Review by Publisher's Weekly Review
Meacham (Roses) explores a small-town love triangle against the backdrop of Texas football in her overblown latest. Since childhood, Trey Don "TD" Hall and best friend John Caldwell have cared primarily for football and one another. But when recently orphaned Catherine Ann Benson moves to town to live with her grandmother, the boys are immediately drawn to her. At first, the three sixth-graders are just fast friends, but after adolescence sets in, their relationship deepens and complicates. Despite the boys' stellar high school football careers and Catherine Ann's equally sterling academic record, their future plans are fumbled thanks to a botched prank, a secret infatuation, and an accidental pregnancy, all of which will have consequences stretching far into the future. Spanning nearly 30 years, the novel seems unsure of its intentions: is it a romance, a sports saga, or a murder mystery? Most jarring is the novel's unevenness of tone; a detailed description of autoerotic asphyxiation feels out of place compared to rosy-hued scenes of young love, and the poorly-plotted murder mystery is an awkward and unnecessary appendage to what could otherwise have been a satisfying drama. (June) © Copyright PWxyz, LLC. All rights reserved.
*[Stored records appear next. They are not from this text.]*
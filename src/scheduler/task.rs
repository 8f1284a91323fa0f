//! Task definitions for the scheduler.
//!
//! This module defines the core task types used by the scheduling system:
//!
//! - `TaskSpec`: What a caller submits
//! - `Task`: A queued unit of work, enriched with batch and retry state
//! - `Priority`: Scheduling priority of a task
//! - `CompletedTask` / `FailedTask`: Terminal outcomes of a task

use std::cmp::Ordering;
use std::fmt;
use std::str::FromStr;
use std::time::Duration;

use chrono::{DateTime, Utc};
use ordered_float::OrderedFloat;
use serde::{Deserialize, Serialize};

/// Lower bound for estimated task complexity.
const MIN_COMPLEXITY: f64 = 1.0;

/// Upper bound for estimated task complexity.
const MAX_COMPLEXITY: f64 = 10.0;

/// Scheduling priority of a task.
#[derive(Debug, Clone, Copy, PartialEq, Eq, Hash, Default, Serialize, Deserialize)]
#[serde(rename_all = "lowercase")]
pub enum Priority {
    /// Scheduled after everything else.
    Low,
    /// Default priority.
    #[default]
    Normal,
    /// Scheduled before everything else.
    High,
}

impl Priority {
    /// Returns the numeric weight used for ordering (high=3, normal=2, low=1).
    pub fn weight(&self) -> u8 {
        match self {
            Priority::High => 3,
            Priority::Normal => 2,
            Priority::Low => 1,
        }
    }
}

impl fmt::Display for Priority {
    fn fmt(&self, f: &mut fmt::Formatter<'_>) -> fmt::Result {
        match self {
            Priority::High => write!(f, "high"),
            Priority::Normal => write!(f, "normal"),
            Priority::Low => write!(f, "low"),
        }
    }
}

impl FromStr for Priority {
    type Err = String;

    fn from_str(s: &str) -> Result<Self, Self::Err> {
        match s.to_lowercase().as_str() {
            "high" => Ok(Priority::High),
            "normal" => Ok(Priority::Normal),
            "low" => Ok(Priority::Low),
            other => Err(format!(
                "Invalid priority '{}': must be 'high', 'normal', or 'low'",
                other
            )),
        }
    }
}

/// Specification of a task as submitted by a caller.
///
/// The payload is opaque to the scheduler; it is handed unchanged to the
/// configured [`TaskExecutor`](crate::executor::TaskExecutor).
#[derive(Debug, Clone, Serialize, Deserialize, PartialEq)]
#[serde(rename_all = "camelCase")]
pub struct TaskSpec {
    /// Unique identifier for the task.
    pub id: String,
    /// Scheduling priority.
    #[serde(default)]
    pub priority: Priority,
    /// Cost hint used for ordering and load balancing.
    /// Estimated from the payload when absent.
    #[serde(default)]
    pub estimated_complexity: Option<f64>,
    /// Opaque work description.
    #[serde(default)]
    pub payload: serde_json::Value,
}

impl TaskSpec {
    /// Creates a new task specification with normal priority and no payload.
    pub fn new(id: impl Into<String>) -> Self {
        Self {
            id: id.into(),
            priority: Priority::Normal,
            estimated_complexity: None,
            payload: serde_json::Value::Null,
        }
    }

    /// Sets the priority.
    pub fn with_priority(mut self, priority: Priority) -> Self {
        self.priority = priority;
        self
    }

    /// Sets the estimated complexity.
    pub fn with_complexity(mut self, complexity: f64) -> Self {
        self.estimated_complexity = Some(complexity);
        self
    }

    /// Sets the payload.
    pub fn with_payload(mut self, payload: serde_json::Value) -> Self {
        self.payload = payload;
        self
    }
}

/// A unit of work owned by the scheduler.
///
/// Created from a [`TaskSpec`] on submission. Only `retry_count` changes
/// after creation, and only the worker pool changes it.
#[derive(Debug, Clone, Serialize, Deserialize)]
#[serde(rename_all = "camelCase")]
pub struct Task {
    /// Unique identifier for this task.
    pub id: String,
    /// Batch this task belongs to.
    pub batch_id: String,
    /// Scheduling priority.
    pub priority: Priority,
    /// Cost hint, always within [1, 10] when estimated.
    pub estimated_complexity: f64,
    /// Number of retries already scheduled for this task.
    pub retry_count: u32,
    /// Opaque work description.
    pub payload: serde_json::Value,
    /// When this task was submitted.
    pub submitted_at: DateTime<Utc>,
}

impl Task {
    /// Creates a task from a caller spec, estimating complexity when missing.
    pub fn from_spec(spec: TaskSpec, batch_id: impl Into<String>) -> Self {
        let estimated_complexity = spec
            .estimated_complexity
            .filter(|c| c.is_finite())
            .unwrap_or_else(|| estimate_complexity(&spec.payload));

        Self {
            id: spec.id,
            batch_id: batch_id.into(),
            priority: spec.priority,
            estimated_complexity,
            retry_count: 0,
            payload: spec.payload,
            submitted_at: Utc::now(),
        }
    }

    /// Returns the 1-based attempt number of the next (or current) execution.
    pub fn attempt(&self) -> u32 {
        self.retry_count + 1
    }

    /// Compares two tasks by scheduling order.
    ///
    /// `Ordering::Greater` means `self` should be dispatched first: higher
    /// priority wins, then higher estimated complexity.
    pub fn schedule_cmp(&self, other: &Task) -> Ordering {
        self.priority.weight().cmp(&other.priority.weight()).then_with(|| {
            OrderedFloat(self.estimated_complexity).cmp(&OrderedFloat(other.estimated_complexity))
        })
    }
}

/// Estimates task complexity from its payload.
///
/// Looks for explicit hints (`complexity`, `cyclomaticComplexity`,
/// `linesOfCode`) and otherwise falls back to the serialized payload size.
/// The result is clamped to [1, 10].
pub fn estimate_complexity(payload: &serde_json::Value) -> f64 {
    let hinted = payload
        .get("complexity")
        .or_else(|| payload.get("cyclomaticComplexity"))
        .and_then(serde_json::Value::as_f64)
        .or_else(|| {
            payload
                .get("linesOfCode")
                .and_then(serde_json::Value::as_f64)
                .map(|lines| lines / 100.0)
        });

    let raw = match hinted {
        Some(value) => value,
        None => {
            let size = serde_json::to_string(payload).map(|s| s.len()).unwrap_or(0);
            size as f64 / 1000.0
        }
    };

    if raw.is_finite() {
        raw.clamp(MIN_COMPLEXITY, MAX_COMPLEXITY)
    } else {
        MIN_COMPLEXITY
    }
}

/// A task that finished successfully.
#[derive(Debug, Clone, Serialize)]
#[serde(rename_all = "camelCase")]
pub struct CompletedTask {
    /// ID of the task.
    pub task_id: String,
    /// Batch the task belongs to.
    pub batch_id: String,
    /// Worker that produced the result.
    pub worker_id: usize,
    /// Opaque executor output.
    pub output: serde_json::Value,
    /// Wall-clock duration of the successful attempt.
    #[serde(with = "duration_millis")]
    pub duration: Duration,
    /// Total number of attempts, including the successful one.
    pub attempts: u32,
}

/// A task that exhausted its retries.
#[derive(Debug, Clone, Serialize)]
#[serde(rename_all = "camelCase")]
pub struct FailedTask {
    /// ID of the task.
    pub task_id: String,
    /// Batch the task belongs to.
    pub batch_id: String,
    /// Error from the final attempt.
    pub error: String,
    /// Total number of attempts.
    pub attempts: u32,
}

/// Serializes a `Duration` as integer milliseconds.
pub(crate) mod duration_millis {
    use serde::Serializer;
    use std::time::Duration;

    pub fn serialize<S>(duration: &Duration, serializer: S) -> Result<S::Ok, S::Error>
    where
        S: Serializer,
    {
        serializer.serialize_u64(duration.as_millis() as u64)
    }
}

#[cfg(test)]
mod tests {
    use super::*;
    use serde_json::json;

    #[test]
    fn test_priority_weights() {
        assert_eq!(Priority::High.weight(), 3);
        assert_eq!(Priority::Normal.weight(), 2);
        assert_eq!(Priority::Low.weight(), 1);
        assert_eq!(Priority::default(), Priority::Normal);
    }

    #[test]
    fn test_priority_parse() {
        assert_eq!("HIGH".parse::<Priority>(), Ok(Priority::High));
        assert_eq!("low".parse::<Priority>(), Ok(Priority::Low));
        assert!("urgent".parse::<Priority>().is_err());
    }

    #[test]
    fn test_task_from_spec() {
        let spec = TaskSpec::new("task-1")
            .with_priority(Priority::High)
            .with_complexity(7.5)
            .with_payload(json!({"file": "src/legacy.py"}));
        let task = Task::from_spec(spec, "batch-1");

        assert_eq!(task.id, "task-1");
        assert_eq!(task.batch_id, "batch-1");
        assert_eq!(task.priority, Priority::High);
        assert_eq!(task.estimated_complexity, 7.5);
        assert_eq!(task.retry_count, 0);
        assert_eq!(task.attempt(), 1);
    }

    #[test]
    fn test_complexity_estimated_from_hints() {
        assert_eq!(estimate_complexity(&json!({"complexity": 4})), 4.0);
        assert_eq!(estimate_complexity(&json!({"cyclomaticComplexity": 42})), 10.0);
        assert_eq!(estimate_complexity(&json!({"linesOfCode": 350})), 3.5);
        assert_eq!(estimate_complexity(&serde_json::Value::Null), 1.0);
    }

    #[test]
    fn test_complexity_estimated_from_size() {
        let big = json!({"source": "x".repeat(5_000)});
        let estimated = estimate_complexity(&big);
        assert!(estimated > 4.9 && estimated < 5.1);
    }

    #[test]
    fn test_schedule_order() {
        let low = Task::from_spec(TaskSpec::new("a").with_priority(Priority::Low), "b");
        let high = Task::from_spec(TaskSpec::new("b").with_priority(Priority::High), "b");
        let light = Task::from_spec(TaskSpec::new("c").with_complexity(2.0), "b");
        let heavy = Task::from_spec(TaskSpec::new("d").with_complexity(8.0), "b");

        assert_eq!(high.schedule_cmp(&low), Ordering::Greater);
        assert_eq!(heavy.schedule_cmp(&light), Ordering::Greater);
        assert_eq!(light.schedule_cmp(&light.clone()), Ordering::Equal);
    }

    #[test]
    fn test_task_spec_deserialize_defaults() {
        let spec: TaskSpec = serde_json::from_value(json!({"id": "t-1"})).expect("valid spec");
        assert_eq!(spec.priority, Priority::Normal);
        assert!(spec.estimated_complexity.is_none());
        assert!(spec.payload.is_null());

        let spec: TaskSpec = serde_json::from_value(json!({
            "id": "t-2",
            "priority": "high",
            "estimatedComplexity": 6.0,
            "payload": {"command": "true"}
        }))
        .expect("valid spec");
        assert_eq!(spec.priority, Priority::High);
        assert_eq!(spec.estimated_complexity, Some(6.0));
    }
}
Review by Library Journal Review
In 2008, Trey Don (TD) Hall calls an old friend who hasn't heard from him in 22 years. TD and John Caldwell were once best buddies. The third member of their tight-knit group was Catherine Ann Benson, orphaned at 11, and sent to Kersey, TX, where the two boys took her under their wings. In their teens, the boys were football stars in a town that lived and died for football. The three remained inseparable until an unexpected illness, a teen prank gone wrong, and misperceptions changed the courses of their lives. Now, TD plans to reveal the secrets that tore them apart. VERDICT- Meacham's (Roses) second sprawling novel is as large as Texas itself. The author skillfully manipulates multiple themes of friendship, loss, guilt, and the possibility of redemption. Readers who love epic sagas that span a couple of generations will enjoy this soap opera tale of young love, betrayal, and living a life that might not have a happy ending. [See Prepub Alert, 12/18/11.]-Lesa Holstine, Glendale P.L., AZ (c) Copyright 2012. Library Journals LLC, a wholly owned subsidiary of Media Source, Inc. No redistribution permitted.
(c) Copyright Library Journals LLC, a wholly owned subsidiary of Media Source, Inc. No redistribution permitted.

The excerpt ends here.